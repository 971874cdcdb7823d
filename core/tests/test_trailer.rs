// Behaviour of the sink adapter that withholds the sync-flush trailer:
//
// * forwarding everything but the last four bytes
// * trailer verification on close
// * closed-state and downstream errors

#[cfg(test)]
mod tests {
    use std::io::{self, Write};

    use pmdeflate_core::compression::{CompressionError, TrailerStripWriter, SYNC_FLUSH_TRAILER};

    struct FlushFails;

    impl Write for FlushFails {
        fn write(&mut self, buf: &[u8]) -> io::Result<usize> {
            Ok(buf.len())
        }

        fn flush(&mut self) -> io::Result<()> {
            Err(io::Error::new(io::ErrorKind::ConnectionReset, "peer went away"))
        }
    }

    struct WriteFails;

    impl Write for WriteFails {
        fn write(&mut self, _buf: &[u8]) -> io::Result<usize> {
            Err(io::Error::new(io::ErrorKind::BrokenPipe, "socket closed"))
        }

        fn flush(&mut self) -> io::Result<()> {
            Ok(())
        }
    }

    /// Records flushes and writes so close can be observed from outside.
    #[derive(Default)]
    struct Tracking {
        bytes: Vec<u8>,
        flushes: usize,
    }

    impl Write for Tracking {
        fn write(&mut self, buf: &[u8]) -> io::Result<usize> {
            self.bytes.extend_from_slice(buf);
            Ok(buf.len())
        }

        fn flush(&mut self) -> io::Result<()> {
            self.flushes += 1;
            Ok(())
        }
    }

// # ✅ 1. Single write: body forwarded, trailer held

    #[test]
    fn single_write_withholds_last_four_bytes() {
        let mut w = TrailerStripWriter::new(Vec::new());
        w.write_all(b"payload\x00\x00\xff\xff").unwrap();

        assert_eq!(w.get_ref().as_slice(), b"payload");
        assert_eq!(w.retained(), SYNC_FLUSH_TRAILER);

        w.close().unwrap();
        assert_eq!(w.into_inner(), b"payload");
    }

// # ✅ 2. Byte-at-a-time writes give the same result

    #[test]
    fn byte_at_a_time_matches_single_write() {
        let stream = b"abcdefghij\x00\x00\xff\xff";
        let mut w = TrailerStripWriter::new(Vec::new());
        for b in stream.iter() {
            assert_eq!(w.write(std::slice::from_ref(b)).unwrap(), 1);
        }
        w.close().unwrap();
        assert_eq!(w.into_inner(), b"abcdefghij");
    }

// # ✅ 3. Uneven chunking across the hold boundary

    #[test]
    fn uneven_chunks_forward_in_order() {
        let mut w = TrailerStripWriter::new(Vec::new());
        w.write_all(b"ab").unwrap();
        assert!(w.get_ref().is_empty());
        w.write_all(b"cdefg").unwrap();
        assert_eq!(w.get_ref().as_slice(), b"abc");
        w.write_all(b"\x00\x00").unwrap();
        w.write_all(b"\xff\xff").unwrap();
        w.close().unwrap();
        assert_eq!(w.into_inner(), b"abcdefg");
    }

// # ❌ 4. Wrong tail is an integrity error

    #[test]
    fn wrong_tail_is_rejected() {
        let mut w = TrailerStripWriter::new(Vec::new());
        w.write_all(b"data\x01\x02\x03\x04").unwrap();
        match w.close() {
            Err(CompressionError::TrailerMismatch { found }) => assert_eq!(found, vec![1, 2, 3, 4]),
            other => panic!("unexpected result: {:?}", other),
        }
    }

// # ❌ 5. Fewer than four bytes cannot hold the trailer

    #[test]
    fn short_stream_is_rejected() {
        let mut w = TrailerStripWriter::new(Vec::new());
        w.write_all(b"\x00\xff").unwrap();
        assert!(matches!(w.close(), Err(CompressionError::TrailerMismatch { .. })));
        assert!(w.get_ref().is_empty());
    }

// # ✅ 6. Close flushes the destination and hands it back open

    #[test]
    fn close_flushes_and_leaves_destination_to_its_owner() {
        let mut w = TrailerStripWriter::new(Tracking::default());
        w.write_all(b"body\x00\x00\xff\xff").unwrap();
        assert_eq!(w.get_ref().flushes, 0);

        w.close().unwrap();
        assert_eq!(w.get_ref().flushes, 1);
        assert!(w.retained() == SYNC_FLUSH_TRAILER);

        // Still writable by its owner; the trailer was never forwarded.
        let mut dest = w.into_inner();
        assert_eq!(dest.bytes, b"body");
        dest.write_all(b"next frame").unwrap();
        assert_eq!(dest.bytes, b"bodynext frame");
    }

// # ❌ 7. Use after close

    #[test]
    fn write_and_close_after_close_fail_as_closed() {
        let mut w = TrailerStripWriter::new(Vec::new());
        w.write_all(&SYNC_FLUSH_TRAILER).unwrap();
        w.close().unwrap();
        assert!(w.is_closed());

        let err = w.write(b"more").unwrap_err();
        assert_eq!(err.kind(), io::ErrorKind::BrokenPipe);
        assert!(CompressionError::from(err).is_closed());

        assert!(matches!(w.close(), Err(CompressionError::Closed)));
    }

// # ❌ 8. Downstream close error wins over trailer mismatch

    #[test]
    fn downstream_flush_error_is_reported_first() {
        let mut w = TrailerStripWriter::new(FlushFails);
        w.write_all(b"no trailer here").unwrap();
        match w.close() {
            Err(CompressionError::Io(e)) => assert_eq!(e.kind(), io::ErrorKind::ConnectionReset),
            other => panic!("unexpected result: {:?}", other),
        }
    }

// # ❌ 9. Downstream write errors propagate unchanged

    #[test]
    fn downstream_write_error_propagates() {
        let mut w = TrailerStripWriter::new(WriteFails);
        // Held entirely in the buffer: nothing reaches the sink yet.
        w.write_all(b"abcd").unwrap();
        let err = w.write(b"e").unwrap_err();
        assert_eq!(err.kind(), io::ErrorKind::BrokenPipe);
        assert!(matches!(CompressionError::from(err), CompressionError::Io(_)));
    }
}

WHAT THE TASK REQUIRES: All records above need to be set down again exactly as written.

RESPONSE AREA:
repository 971874cdcdb7823d
filename core/tests/test_trailer.rs
// Behaviour of the sink adapter that withholds the sync-flush trailer:
//
// * forwarding everything but the last four bytes
// * trailer verification on close
// * closed-state and downstream errors

#[cfg(test)]
mod tests {
    use std::io::{self, Write};

    use pmdeflate_core::compression::{CompressionError, TrailerStripWriter, SYNC_FLUSH_TRAILER};

    struct FlushFails;

    impl Write for FlushFails {
        fn write(&mut self, buf: &[u8]) -> io::Result<usize> {
            Ok(buf.len())
        }

        fn flush(&mut self) -> io::Result<()> {
            Err(io::Error::new(io::ErrorKind::ConnectionReset, "peer went away"))
        }
    }

    struct WriteFails;

    impl Write for WriteFails {
        fn write(&mut self, _buf: &[u8]) -> io::Result<usize> {
            Err(io::Error::new(io::ErrorKind::BrokenPipe, "socket closed"))
        }

        fn flush(&mut self) -> io::Result<()> {
            Ok(())
        }
    }

    /// Records flushes and writes so close can be observed from outside.
    #[derive(Default)]
    struct Tracking {
        bytes: Vec<u8>,
        flushes: usize,
    }

    impl Write for Tracking {
        fn write(&mut self, buf: &[u8]) -> io::Result<usize> {
            self.bytes.extend_from_slice(buf);
            Ok(buf.len())
        }

        fn flush(&mut self) -> io::Result<()> {
            self.flushes += 1;
            Ok(())
        }
    }

// # ✅ 1. Single write: body forwarded, trailer held

    #[test]
    fn single_write_withholds_last_four_bytes() {
        let mut w = TrailerStripWriter::new(Vec::new());
        w.write_all(b"payload\x00\x00\xff\xff").unwrap();

        assert_eq!(w.get_ref().as_slice(), b"payload");
        assert_eq!(w.retained(), SYNC_FLUSH_TRAILER);

        w.close().unwrap();
        assert_eq!(w.into_inner(), b"payload");
    }

// # ✅ 2. Byte-at-a-time writes give the same result

    #[test]
    fn byte_at_a_time_matches_single_write() {
        let stream = b"abcdefghij\x00\x00\xff\xff";
        let mut w = TrailerStripWriter::new(Vec::new());
        for b in stream.iter() {
            assert_eq!(w.write(std::slice::from_ref(b)).unwrap(), 1);
        }
        w.close().unwrap();
        assert_eq!(w.into_inner(), b"abcdefghij");
    }

// # ✅ 3. Uneven chunking across the hold boundary

    #[test]
    fn uneven_chunks_forward_in_order() {
        let mut w = TrailerStripWriter::new(Vec::new());
        w.write_all(b"ab").unwrap();
        assert!(w.get_ref().is_empty());
        w.write_all(b"cdefg").unwrap();
        assert_eq!(w.get_ref().as_slice(), b"abc");
        w.write_all(b"\x00\x00").unwrap();
        w.write_all(b"\xff\xff").unwrap();
        w.close().unwrap();
        assert_eq!(w.into_inner(), b"abcdefg");
    }

// # ❌ 4. Wrong tail is an integrity error

    #[test]
    fn wrong_tail_is_rejected() {
        let mut w = TrailerStripWriter::new(Vec::new());
        w.write_all(b"data\x01\x02\x03\x04").unwrap();
        match w.close() {
            Err(CompressionError::TrailerMismatch { found }) => assert_eq!(found, vec![1, 2, 3, 4]),
            other => panic!("unexpected result: {:?}", other),
        }
    }

// # ❌ 5. Fewer than four bytes cannot hold the trailer

    #[test]
    fn short_stream_is_rejected() {
        let mut w = TrailerStripWriter::new(Vec::new());
        w.write_all(b"\x00\xff").unwrap();
        assert!(matches!(w.close(), Err(CompressionError::TrailerMismatch { .. })));
        assert!(w.get_ref().is_empty());
    }

// # ✅ 6. Close flushes the destination and hands it back open

    #[test]
    fn close_flushes_and_leaves_destination_to_its_owner() {
        let mut w = TrailerStripWriter::new(Tracking::default());
        w.write_all(b"body\x00\x00\xff\xff").unwrap();
        assert_eq!(w.get_ref().flushes, 0);

        w.close().unwrap();
        assert_eq!(w.get_ref().flushes, 1);
        assert!(w.retained() == SYNC_FLUSH_TRAILER);

        // Still writable by its owner; the trailer was never forwarded.
        let mut dest = w.into_inner();
        assert_eq!(dest.bytes, b"body");
        dest.write_all(b"next frame").unwrap();
        assert_eq!(dest.bytes, b"bodynext frame");
    }

// # ❌ 7. Use after close

    #[test]
    fn write_and_close_after_close_fail_as_closed() {
        let mut w = TrailerStripWriter::new(Vec::new());
        w.write_all(&SYNC_FLUSH_TRAILER).unwrap();
        w.close().unwrap();
        assert!(w.is_closed());

        let err = w.write(b"more").unwrap_err();
        assert_eq!(err.kind(), io::ErrorKind::BrokenPipe);
        assert!(CompressionError::from(err).is_closed());

        assert!(matches!(w.close(), Err(CompressionError::Closed)));
    }

// # ❌ 8. Downstream close error wins over trailer mismatch

    #[test]
    fn downstream_flush_error_is_reported_first() {
        let mut w = TrailerStripWriter::new(FlushFails);
        w.write_all(b"no trailer here").unwrap();
        match w.close() {
            Err(CompressionError::Io(e)) => assert_eq!(e.kind(), io::ErrorKind::ConnectionReset),
            other => panic!("unexpected result: {:?}", other),
        }
    }

// # ❌ 9. Downstream write errors propagate unchanged

    #[test]
    fn downstream_write_error_propagates() {
        let mut w = TrailerStripWriter::new(WriteFails);
        // Held entirely in the buffer: nothing reaches the sink yet.
        w.write_all(b"abcd").unwrap();
        let err = w.write(b"e").unwrap_err();
        assert_eq!(err.kind(), io::ErrorKind::BrokenPipe);
        assert!(matches!(CompressionError::from(err), CompressionError::Io(_)));
    }
}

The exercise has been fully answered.